Although Oprah Winfrey ended the iconic Oprah Winfrey Show in 2011, her empire marches on, leading to her reported $2.8 billion net worth. Her achievements are especially impressive given the obstacles she's overcome, including poverty, abuse, and discrimination.
At age 19, Winfrey landed her first television job at WLAC-TV (now WTVF), a CBS station in Nashville, Tennessee. In 1976, she transferred to WJZ-TV, the ABC affiliate in Baltimore, Maryland. But after struggling to maintain the objectivity required to report news, she defected to a new morning talk show called People Are Talking, which aired in 1977. Winfrey's casual, improvisational style helped her develop a natural rapport with guests, who felt comfortable telling their personal stories.
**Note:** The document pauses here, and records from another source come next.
use ffq_events::DataItem;
use std::sync::OnceLock;
use std::time::Instant;

pub fn temp_shm_path(label: &str) -> String {
    let pid = std::process::id();
    format!("/tmp/ffq_bench_{label}_{pid}")
}

pub fn make_test_item(id: u64) -> DataItem {
    DataItem::new(id, id as f64 * 1.5, mono_now_ns(), "bench")
}

/// Nanoseconds since the first call in this process.
#[inline]
pub fn mono_now_ns() -> u64 {
    static START: OnceLock<Instant> = OnceLock::new();
    START.get_or_init(Instant::now).elapsed().as_nanos() as u64
}
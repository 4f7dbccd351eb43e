use std::time::Duration;

#[derive(Debug, thiserror::Error)]
pub enum QueueError {
    #[error("queue capacity must be at least 1, got {0}")]
    InvalidCapacity(usize),

    #[error("invalid queue region: {0}")]
    Layout(&'static str),

    #[error("failed to map queue region")]
    Map(#[from] std::io::Error),

    #[error("a producer is already attached to this queue")]
    ProducerAttached,

    #[error("end of stream needs at least one consumer")]
    NoConsumers,

    #[error("consumer {consumer} gave up on sequence {seq} after {retries} retries")]
    Timeout {
        consumer: usize,
        seq: i64,
        retries: u32,
    },

    #[error("region lock not acquired within {0:?}")]
    LockUnavailable(Duration),

    #[error("wait cancelled")]
    Cancelled,
}

impl QueueError {
    /// Only a dequeue timeout leaves the queue usable; the caller may retry.
    pub fn is_recoverable(&self) -> bool {
        matches!(self, QueueError::Timeout { .. })
    }
}
//! The producer side of the queue.
//!
//! The producer never waits for a particular slot to drain. If the slot for
//! its next sequence number is still occupied it leaves a gap mark there,
//! gives that sequence number up, and moves on to the next one. At most one
//! attempt per lap is wasted this way, and the item being enqueued is never
//! lost: only the sequence number is skipped.

use crate::backoff::BackoffState;
use crate::error::QueueError;
use crate::layout::EMPTY;
use crate::queue::Shared;
use crate::ring::seq_to_index;
use ffq_events::Sentinel;
use std::sync::Arc;
use std::sync::atomic::{AtomicBool, Ordering};

/// Where an item ended up.
#[derive(Debug, Clone, Copy, PartialEq, Eq)]
pub struct Enqueued {
    /// Sequence number the item was deposited under.
    pub seq: i64,
    /// Cell holding it.
    pub index: usize,
    /// Sequence numbers abandoned before this one found a free cell.
    pub skipped: u32,
}

/// The single writer of a queue. Dropping it releases the producer role.
pub struct Producer<T: Copy> {
    shared: Arc<Shared<T>>,
    /// Local copy of the shared `tail`; only this producer ever advances it.
    tail: i64,
    backoff: BackoffState,
    gaps: u64,
}

impl<T: Copy> Producer<T> {
    pub(crate) fn attach(shared: Arc<Shared<T>>) -> Result<Self, QueueError> {
        shared.region.attach_producer()?;
        let tail = match shared.shared() {
            Ok(s) => s.status().tail,
            Err(e) => {
                shared.region.detach_producer();
                return Err(e);
            }
        };
        tracing::debug!(tail, "producer attached");
        let backoff = shared.options.backoff.start();
        Ok(Self {
            shared,
            tail,
            backoff,
            gaps: 0,
        })
    }

    /// Deposits `item` under the next sequence number whose cell is free.
    ///
    /// Returns only once the item is in the queue, or when the region lock
    /// cannot be taken.
    pub fn enqueue(&mut self, item: T) -> Result<Enqueued, QueueError> {
        self.put(item, None)
    }

    /// [`enqueue`](Self::enqueue) that gives up with
    /// [`QueueError::Cancelled`] once `cancel` is set, so a producer facing a
    /// full queue with no live consumers can stop.
    pub fn enqueue_until(&mut self, item: T, cancel: &AtomicBool) -> Result<Enqueued, QueueError> {
        self.put(item, Some(cancel))
    }

    fn put(&mut self, item: T, cancel: Option<&AtomicBool>) -> Result<Enqueued, QueueError> {
        let capacity = self.shared.region.capacity();
        let mut skipped = 0u32;
        loop {
            let t = self.tail;
            let idx = seq_to_index(t, capacity);
            let ticket = self.shared.bell.ticket();

            let deposited = {
                let mut s = self.shared.exclusive()?;
                let deposited = if s.tag(idx) == EMPTY {
                    s.deposit(idx, t, item);
                    true
                } else {
                    s.mark_gap(idx, t);
                    false
                };
                s.set_tail(t + 1);
                s.flush();
                deposited
            };
            self.tail = t + 1;

            if deposited {
                self.backoff.reset();
                self.shared.bell.ring();
                tracing::trace!(seq = t, idx, skipped, "deposited");
                return Ok(Enqueued {
                    seq: t,
                    index: idx,
                    skipped,
                });
            }

            skipped += 1;
            self.gaps += 1;
            tracing::trace!(seq = t, idx, "slot occupied, left gap mark");
            if cancel.is_some_and(|c| c.load(Ordering::Acquire)) {
                tracing::debug!(tail = self.tail, skipped, "enqueue cancelled");
                return Err(QueueError::Cancelled);
            }
            self.backoff.wait(&self.shared.bell, ticket);
        }
    }

    /// Announces end of stream: one sentinel per consumer.
    pub fn close(&mut self, consumers: usize) -> Result<(), QueueError>
    where
        T: Sentinel,
    {
        self.close_inner(consumers, None)
    }

    /// [`close`](Self::close) with the cancellation of
    /// [`enqueue_until`](Self::enqueue_until).
    pub fn close_until(&mut self, consumers: usize, cancel: &AtomicBool) -> Result<(), QueueError>
    where
        T: Sentinel,
    {
        self.close_inner(consumers, Some(cancel))
    }

    fn close_inner(&mut self, consumers: usize, cancel: Option<&AtomicBool>) -> Result<(), QueueError>
    where
        T: Sentinel,
    {
        if consumers == 0 {
            return Err(QueueError::NoConsumers);
        }
        for _ in 0..consumers {
            self.put(T::sentinel(), cancel)?;
        }
        tracing::debug!(consumers, tail = self.tail, "end of stream enqueued");
        Ok(())
    }

    /// Next sequence number this producer will try.
    pub fn tail(&self) -> i64 {
        self.tail
    }

    /// Gap marks left by this producer handle.
    pub fn gaps(&self) -> u64 {
        self.gaps
    }
}

impl<T: Copy> Drop for Producer<T> {
    fn drop(&mut self) {
        self.shared.region.detach_producer();
        tracing::debug!(tail = self.tail, gaps = self.gaps, "producer detached");
    }
}
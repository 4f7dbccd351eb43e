#![forbid(unsafe_code)]

use std::fmt;

/// Inline, NUL-padded UTF-8 string of at most `N` bytes.
///
/// Writes truncate on a char boundary; reads stop at the first NUL.
#[repr(transparent)]
#[derive(Clone, Copy, PartialEq, Eq, Hash)]
pub struct FixedStr<const N: usize>([u8; N]);

impl<const N: usize> FixedStr<N> {
    pub fn new(s: &str) -> Self {
        let mut end = s.len().min(N);
        while !s.is_char_boundary(end) {
            end -= 1;
        }
        let mut bytes = [0u8; N];
        bytes[..end].copy_from_slice(&s.as_bytes()[..end]);
        Self(bytes)
    }

    pub fn as_str(&self) -> &str {
        let len = self.0.iter().position(|&b| b == 0).unwrap_or(N);
        // Only `new` fills the buffer, and it never splits a char.
        std::str::from_utf8(&self.0[..len]).unwrap_or_default()
    }

    pub fn is_empty(&self) -> bool {
        self.0.first().is_none_or(|&b| b == 0)
    }
}

impl<const N: usize> Default for FixedStr<N> {
    fn default() -> Self {
        Self([0u8; N])
    }
}

impl<const N: usize> fmt::Debug for FixedStr<N> {
    fn fmt(&self, f: &mut fmt::Formatter<'_>) -> fmt::Result {
        fmt::Debug::fmt(self.as_str(), f)
    }
}

impl<const N: usize> fmt::Display for FixedStr<N> {
    fn fmt(&self, f: &mut fmt::Formatter<'_>) -> fmt::Result {
        f.write_str(self.as_str())
    }
}

impl<const N: usize> From<&str> for FixedStr<N> {
    fn from(s: &str) -> Self {
        Self::new(s)
    }
}
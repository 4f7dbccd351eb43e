use serde::Serialize;
use std::path::Path;

#[derive(Debug, Clone, PartialEq, Serialize)]
pub struct Stats {
    pub min: u64,
    pub max: u64,
    pub mean: f64,
    pub p50: u64,
    pub p90: u64,
    pub p99: u64,
    pub p999: u64,
    pub count: usize,
}

/// Sorts `samples` in place. `None` when there is nothing to summarize.
pub fn compute_stats(samples: &mut [u64]) -> Option<Stats> {
    if samples.is_empty() {
        return None;
    }
    samples.sort_unstable();

    let count = samples.len();
    let sum: u128 = samples.iter().map(|&x| x as u128).sum();

    Some(Stats {
        min: samples[0],
        max: samples[count - 1],
        mean: sum as f64 / count as f64,
        p50: percentile_sorted(samples, 50.0),
        p90: percentile_sorted(samples, 90.0),
        p99: percentile_sorted(samples, 99.0),
        p999: percentile_sorted(samples, 99.9),
        count,
    })
}

fn percentile_sorted(sorted: &[u64], pct: f64) -> u64 {
    let len = sorted.len();
    if len == 1 {
        return sorted[0];
    }
    let rank = (pct / 100.0 * len as f64).ceil() as usize;
    let idx = rank.saturating_sub(1).min(len - 1);
    sorted[idx]
}

#[derive(Debug, Clone, Default, Serialize)]
pub struct ConsumerReport {
    pub id: usize,
    pub items: u64,
    pub reclaims: u64,
    pub timeouts: u64,
    pub elapsed_ms: f64,
    pub items_per_sec: f64,
}

#[derive(Debug, Clone, Serialize)]
pub struct RunReport {
    pub mode: String,
    pub strategy: String,
    pub capacity: usize,
    pub enqueued: u64,
    /// CSV lines that could not be parsed.
    pub malformed: u64,
    /// Sequence numbers the producer gave up on.
    pub gaps: u64,
    /// Matched dequeues, sentinels included.
    pub completed: u64,
    pub elapsed_ms: f64,
    pub items_per_sec: f64,
    pub consumers: Vec<ConsumerReport>,
    /// Time spent in each successful dequeue call, in nanoseconds.
    pub dequeue_latency_ns: Option<Stats>,
}

impl RunReport {
    pub fn log(&self) {
        tracing::info!(
            mode = %self.mode,
            strategy = %self.strategy,
            enqueued = self.enqueued,
            completed = self.completed,
            gaps = self.gaps,
            malformed = self.malformed,
            elapsed_ms = self.elapsed_ms,
            items_per_sec = self.items_per_sec,
            "run finished"
        );
        for c in &self.consumers {
            tracing::info!(
                consumer = c.id,
                items = c.items,
                reclaims = c.reclaims,
                timeouts = c.timeouts,
                items_per_sec = c.items_per_sec,
                "consumer finished"
            );
        }
        if let Some(l) = &self.dequeue_latency_ns {
            tracing::info!(
                p50 = l.p50,
                p90 = l.p90,
                p99 = l.p99,
                p999 = l.p999,
                max = l.max,
                "dequeue latency (ns)"
            );
        }
    }

    pub fn write_json(&self, path: &Path) -> anyhow::Result<()> {
        let file = std::fs::File::create(path)?;
        serde_json::to_writer_pretty(file, self)?;
        Ok(())
    }
}

pub fn rate(items: u64, elapsed_ms: f64) -> f64 {
    if elapsed_ms > 0.0 {
        items as f64 / (elapsed_ms / 1_000.0)
    } else {
        0.0
    }
}

#[cfg(test)]
mod tests {
    use super::*;

    #[test]
    fn percentiles_use_nearest_rank() {
        let mut samples: Vec<u64> = (1..=100).rev().collect();
        let s = compute_stats(&mut samples).unwrap();
        assert_eq!((s.min, s.max, s.count), (1, 100, 100));
        assert_eq!((s.p50, s.p90, s.p99, s.p999), (50, 90, 99, 100));
        assert_eq!(s.mean, 50.5);
    }

    #[test]
    fn empty_samples_have_no_stats() {
        assert_eq!(compute_stats(&mut []), None);
        assert_eq!(compute_stats(&mut [7]).unwrap().p999, 7);
    }

    #[test]
    fn rate_guards_zero_elapsed() {
        assert_eq!(rate(10, 0.0), 0.0);
        assert_eq!(rate(10, 500.0), 20.0);
    }
}
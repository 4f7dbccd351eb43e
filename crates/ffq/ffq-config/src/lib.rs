mod config;

pub use config::{BackoffConfig, ConfigError, FfqConfig, RunMode, StrategyName};
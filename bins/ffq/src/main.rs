mod report;
mod runner;

use anyhow::Context;
use ffq_config::FfqConfig;
use std::path::Path;
use tracing_subscriber::EnvFilter;

/// Usage: `ffq [config.toml]`. Without a config file the built-in defaults
/// run the test mode over anonymous memory.
fn main() -> anyhow::Result<()> {
    let cfg = match std::env::args().nth(1) {
        Some(path) => {
            FfqConfig::load(&path).with_context(|| format!("loading config from {path}"))?
        }
        None => FfqConfig::default(),
    };

    let filter = EnvFilter::try_from_default_env()
        .unwrap_or_else(|_| EnvFilter::new(cfg.log_level.as_str()));
    tracing_subscriber::fmt()
        .with_env_filter(filter)
        .with_writer(std::io::stderr)
        .init();

    let report = runner::run(&cfg)?;
    report.log();

    if let Some(path) = &cfg.result_file {
        report
            .write_json(Path::new(path))
            .with_context(|| format!("writing results to {path}"))?;
        tracing::info!(path = %path, "results written");
    }
    Ok(())
}
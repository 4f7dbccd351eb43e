//! The three run modes: one producer thread feeding `consumers` consumer
//! threads through one queue region.

use crate::report::{ConsumerReport, RunReport, compute_stats, rate};
use anyhow::{Context, Result, anyhow};
use ffq_config::{FfqConfig, RunMode};
use ffq_events::{ParseError, WeatherReading};
use ffq_queue::{ConsumerStats, FfQueue, Producer, QueueConfig, QueueError, Sentinel};
use std::fs::File;
use std::io::{BufRead, BufReader};
use std::sync::Barrier;
use std::sync::atomic::{AtomicBool, Ordering};
use std::time::{Duration, Instant};

/// Test-mode consumers check the completion counter between dequeues, so a
/// dequeue has to give up eventually even when none is configured.
const TEST_MODE_RETRIES: u32 = 100;

const PROGRESS_EVERY: u64 = 10_000;

pub fn run(cfg: &FfqConfig) -> Result<RunReport> {
    match cfg.mode {
        RunMode::Test => run_test(cfg),
        RunMode::Benchmark => run_benchmark(cfg),
        RunMode::File => run_file(cfg),
    }
}

#[derive(Debug, Default)]
struct Produced {
    enqueued: u64,
    malformed: u64,
}

struct Consumed {
    report: ConsumerReport,
    latencies_ns: Vec<u64>,
}

impl Consumed {
    fn new(id: usize, stats: ConsumerStats, elapsed: Duration, latencies_ns: Vec<u64>) -> Self {
        let elapsed_ms = elapsed.as_secs_f64() * 1_000.0;
        Self {
            report: ConsumerReport {
                id,
                items: stats.items(),
                reclaims: stats.reclaims,
                timeouts: stats.timeouts,
                elapsed_ms,
                items_per_sec: rate(stats.items(), elapsed_ms),
            },
            latencies_ns,
        }
    }
}

/// The producer's queue handle plus one handle per consumer. In a
/// file-backed run every consumer maps the region on its own.
fn setup<T: Copy + Send>(
    cfg: &FfqConfig,
    qc: &QueueConfig,
) -> Result<(FfQueue<T>, Vec<FfQueue<T>>)> {
    match &cfg.shm_file_path {
        None => {
            let queue = FfQueue::anonymous(qc).context("creating anonymous queue")?;
            let handles = vec![queue.clone(); cfg.consumers];
            Ok((queue, handles))
        }
        Some(path) => {
            let queue =
                FfQueue::create(path, qc).with_context(|| format!("creating queue at {path}"))?;
            let handles = (0..cfg.consumers)
                .map(|_| FfQueue::open(path, qc.options).with_context(|| format!("opening {path}")))
                .collect::<Result<Vec<_>>>()?;
            Ok((queue, handles))
        }
    }
}

/// Raises the cancel flag if a consumer leaves without finishing, whether by
/// error or by panic.
struct CancelOnExit<'a> {
    cancel: &'a AtomicBool,
    finished: bool,
}

impl Drop for CancelOnExit<'_> {
    fn drop(&mut self) {
        if !self.finished {
            self.cancel.store(true, Ordering::Release);
        }
    }
}

fn is_cancelled(e: &anyhow::Error) -> bool {
    e.chain()
        .any(|c| matches!(c.downcast_ref::<QueueError>(), Some(QueueError::Cancelled)))
}

/// The failure that started a shutdown, rather than the cancellations it
/// caused. `failures` is never empty.
fn first_cause(mut failures: Vec<anyhow::Error>) -> anyhow::Error {
    let i = failures.iter().position(|e| !is_cancelled(e)).unwrap_or(0);
    failures.swap_remove(i)
}
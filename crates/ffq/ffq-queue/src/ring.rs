//! Queue configuration and sequence-to-slot arithmetic.

use crate::backoff::Backoff;
use crate::error::QueueError;
use std::time::Duration;

/// How the protocol drives the region lock.
///
/// Both strategies run the same state machine; they differ in how often they
/// flush and whether derived layout values are cached.
#[derive(Debug, Clone, Copy, PartialEq, Eq, Default)]
pub enum SyncStrategy {
    /// Flush after every individual write and re-read the capacity from the
    /// header on every dequeue.
    Baseline,
    /// One flush per critical section, capacity cached at attach time.
    #[default]
    Batched,
}

impl SyncStrategy {
    #[inline(always)]
    pub fn flush_each_write(self) -> bool {
        matches!(self, SyncStrategy::Baseline)
    }

    #[inline(always)]
    pub fn caches_layout(self) -> bool {
        matches!(self, SyncStrategy::Batched)
    }

    /// Retry ceiling used when none is configured.
    pub fn default_max_retries(self) -> Option<u32> {
        match self {
            SyncStrategy::Baseline => None,
            SyncStrategy::Batched => Some(1000),
        }
    }
}

/// Per-participant knobs. Every handle onto a region carries its own copy.
#[derive(Debug, Clone, Copy, PartialEq, Eq)]
pub struct SyncOptions {
    pub strategy: SyncStrategy,
    /// Delay policy between unsuccessful attempts.
    pub backoff: Backoff,
    /// Dequeue gives up after this many waits on one sequence number.
    /// `None` waits forever.
    pub max_retries: Option<u32>,
    /// Longest a participant waits for the region lock before the queue is
    /// declared unusable.
    pub lock_timeout: Duration,
}

impl SyncOptions {
    pub const DEFAULT_LOCK_TIMEOUT: Duration = Duration::from_secs(5);

    pub fn new(strategy: SyncStrategy) -> Self {
        Self {
            strategy,
            backoff: Backoff::for_strategy(strategy),
            max_retries: strategy.default_max_retries(),
            lock_timeout: Self::DEFAULT_LOCK_TIMEOUT,
        }
    }

    pub fn with_backoff(mut self, backoff: Backoff) -> Self {
        self.backoff = backoff;
        self
    }

    pub fn with_max_retries(mut self, max_retries: Option<u32>) -> Self {
        self.max_retries = max_retries;
        self
    }

    pub fn with_lock_timeout(mut self, lock_timeout: Duration) -> Self {
        self.lock_timeout = lock_timeout;
        self
    }
}

impl Default for SyncOptions {
    fn default() -> Self {
        Self::new(SyncStrategy::default())
    }
}

/// What the initializer needs to lay out a new region.
#[derive(Debug, Clone, Copy, PartialEq, Eq)]
pub struct QueueConfig {
    /// Number of cells. Any value >= 1.
    pub capacity: usize,
    pub options: SyncOptions,
}

impl QueueConfig {
    pub fn new(capacity: usize) -> Self {
        Self {
            capacity,
            options: SyncOptions::default(),
        }
    }

    pub fn with_options(mut self, options: SyncOptions) -> Self {
        self.options = options;
        self
    }

    pub fn validate(&self) -> Result<(), QueueError> {
        if self.capacity < 1 {
            return Err(QueueError::InvalidCapacity(self.capacity));
        }
        Ok(())
    }
}

/// Maps a sequence number onto its cell.
///
/// Capacities need not be powers of two, so this is a plain modulo.
///
/// ```
/// use ffq_queue::seq_to_index;
/// assert_eq!(seq_to_index(0, 4), 0);
/// assert_eq!(seq_to_index(5, 4), 1);
/// assert_eq!(seq_to_index(7, 3), 1);
/// ```
#[inline(always)]
pub fn seq_to_index(seq: i64, capacity: usize) -> usize {
    debug_assert!(seq >= 0, "sequence numbers are never negative");
    (seq as u64 % capacity as u64) as usize
}

#[cfg(test)]
mod tests {
    use super::*;

    #[test]
    fn zero_capacity_is_rejected() {
        assert!(matches!(
            QueueConfig::new(0).validate(),
            Err(QueueError::InvalidCapacity(0))
        ));
        assert!(QueueConfig::new(1).validate().is_ok());
    }

    #[test]
    fn strategies_pick_their_own_defaults() {
        let base = SyncOptions::new(SyncStrategy::Baseline);
        assert_eq!(base.max_retries, None);
        assert!(matches!(base.backoff, Backoff::Fixed(_)));

        let batched = SyncOptions::new(SyncStrategy::Batched);
        assert_eq!(batched.max_retries, Some(1000));
        assert!(matches!(batched.backoff, Backoff::Exponential { .. }));
    }

    #[test]
    fn index_wraps_every_capacity_sequence_numbers() {
        for cap in 1..=5usize {
            for seq in 0..20i64 {
                assert_eq!(seq_to_index(seq, cap), seq as usize % cap);
            }
        }
    }
}
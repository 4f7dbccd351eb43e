//! Delay policy between unsuccessful protocol attempts.
//!
//! A producer that found its slot occupied, or a consumer whose item has not
//! arrived yet, waits before polling again. The wait is a timed one: the
//! region may be shared with other processes, and their progress can only be
//! discovered by polling. Within one process the wait is cut short by a
//! [`Doorbell`] that is rung whenever a cell is filled or released.

use std::sync::{Condvar, Mutex, PoisonError};
use std::time::Duration;

#[derive(Debug, Clone, Copy, PartialEq, Eq)]
pub enum Backoff {
    /// Same delay after every miss.
    Fixed(Duration),
    /// Delay doubles after every miss up to `max`; back to `initial` after progress.
    Exponential { initial: Duration, max: Duration },
}

impl Backoff {
    pub const BASELINE_DELAY: Duration = Duration::from_millis(10);
    pub const INITIAL_DELAY: Duration = Duration::from_micros(100);
    pub const MAX_DELAY: Duration = Duration::from_millis(10);

    pub fn for_strategy(strategy: crate::SyncStrategy) -> Self {
        match strategy {
            crate::SyncStrategy::Baseline => Backoff::Fixed(Self::BASELINE_DELAY),
            crate::SyncStrategy::Batched => Backoff::Exponential {
                initial: Self::INITIAL_DELAY,
                max: Self::MAX_DELAY,
            },
        }
    }

    pub fn start(self) -> BackoffState {
        BackoffState {
            policy: self,
            current: self.initial(),
        }
    }

    fn initial(self) -> Duration {
        match self {
            Backoff::Fixed(d) => d,
            Backoff::Exponential { initial, .. } => initial,
        }
    }
}

/// Running delay of one participant.
#[derive(Debug, Clone, Copy)]
pub struct BackoffState {
    policy: Backoff,
    current: Duration,
}

impl BackoffState {
    #[inline]
    pub fn current(&self) -> Duration {
        self.current
    }

    pub fn advance(&mut self) {
        if let Backoff::Exponential { max, .. } = self.policy {
            self.current = (self.current * 2).min(max);
        }
    }

    pub fn reset(&mut self) {
        self.current = self.policy.initial();
    }

    /// Waits for the current delay (or until `bell` rings past `ticket`),
    /// then grows the delay.
    pub fn wait(&mut self, bell: &Doorbell, ticket: u64) {
        bell.wait(ticket, self.current);
        self.advance();
    }
}

/// In-process wakeup for participants that are backing off.
#[derive(Debug, Default)]
pub struct Doorbell {
    rings: Mutex<u64>,
    cv: Condvar,
}

impl Doorbell {
    pub fn new() -> Self {
        Self::default()
    }

    /// Current ring count. Take it before inspecting the queue, then pass it
    /// to `wait` so a ring in between is not lost.
    pub fn ticket(&self) -> u64 {
        *self.rings.lock().unwrap_or_else(PoisonError::into_inner)
    }

    pub fn ring(&self) {
        let mut rings = self.rings.lock().unwrap_or_else(PoisonError::into_inner);
        *rings = rings.wrapping_add(1);
        self.cv.notify_all();
    }

    /// Returns `true` if the bell rang after `ticket` was taken.
    pub fn wait(&self, ticket: u64, timeout: Duration) -> bool {
        if timeout.is_zero() {
            std::thread::yield_now();
            return self.ticket() != ticket;
        }
        let rings = self.rings.lock().unwrap_or_else(PoisonError::into_inner);
        let (rings, _) = self
            .cv
            .wait_timeout_while(rings, timeout, |r| *r == ticket)
            .unwrap_or_else(PoisonError::into_inner);
        *rings != ticket
    }
}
By the end of the decade, the show beat Phil Donahue's program in the local ratings.
In January of 1984, Chicago's ABC affiliate WLS-TV offered Winfrey a 30-minute morning talk show called AM Chicago. Within one year, the show rocketed from the last place to the top of the ratings heap. In 1986, legendary film critic Roger Ebert encouraged Winfrey to license her show for a national audience through syndication. Her program was renamed The Oprah Winfrey Show and expanded to an hour in length. At the age of 32, Winfrey became the first African American nationally syndicated television host.
That same year, Winfrey was nominated for an Academy Award for Best Supporting Actress for her role in the film The Color Purple. She also launched television production company Harpo Inc., making her the first black person, and the third woman to control her own major studio.
Winfrey's ratings and viewership continued to climb. Over time, she veered away from sensationalistic topics to focus on serious issues like child molestation, gender and sexual intolerance, and racism. Throughout the decade, she received multiple Daytime Emmy awards for Outstanding Talk Show Host.
By 1995, her net worth had bloomed to $340 million, making her the richest woman in entertainment. Maintaining ownership of her show freed Winfrey to expand her business endeavors. In 1998, she co-founded Oxygen Media, a programming company geared to women. She also laid the foundation for the 2000 publication of O, The Oprah Magazine, she co-authored multiple books on diet and exercise, and she launched her influential Book Club in 1996.
With her continued success in the 21st century, Winfrey became a billionaire. She co-produced a Broadway musical version of The Color Purple, created the Oprah.com website, and launched a 24-hour channel called Oprah Radio on XM Satellite Radio. She continued hosting her talk show until 2011, after which she created OWN: Oprah Winfrey Network, of which she is the CEO. In 2015, Oprah bought a 10% equity stake in Weight Watchers International (WTW) and became a spokeswoman for the popular subscription weight loss program.
A longtime political advocate, Winfrey campaigned for President Barack Obama, who subsequently awarded her with the Presidential Medal of Freedom in 2013.
In 2018, Winfrey was awarded the Cecil B. DeMille Lifetime Achievement Award at the 75th annual Golden Globes. During her acceptance speech, Winfrey expounded on sexual harassment issues in Hollywood, prompting speculation that she may consider a presidential run.
The Bottom Line
Winfrey's hard work, resilience, and business acumen have led to her unparalleled success across multiple industries, making her the richest self-made woman in America. In 2001, her triumph even became the subject of a University of Illinois college course entitled "Oprah Winfrey, the Tycoon."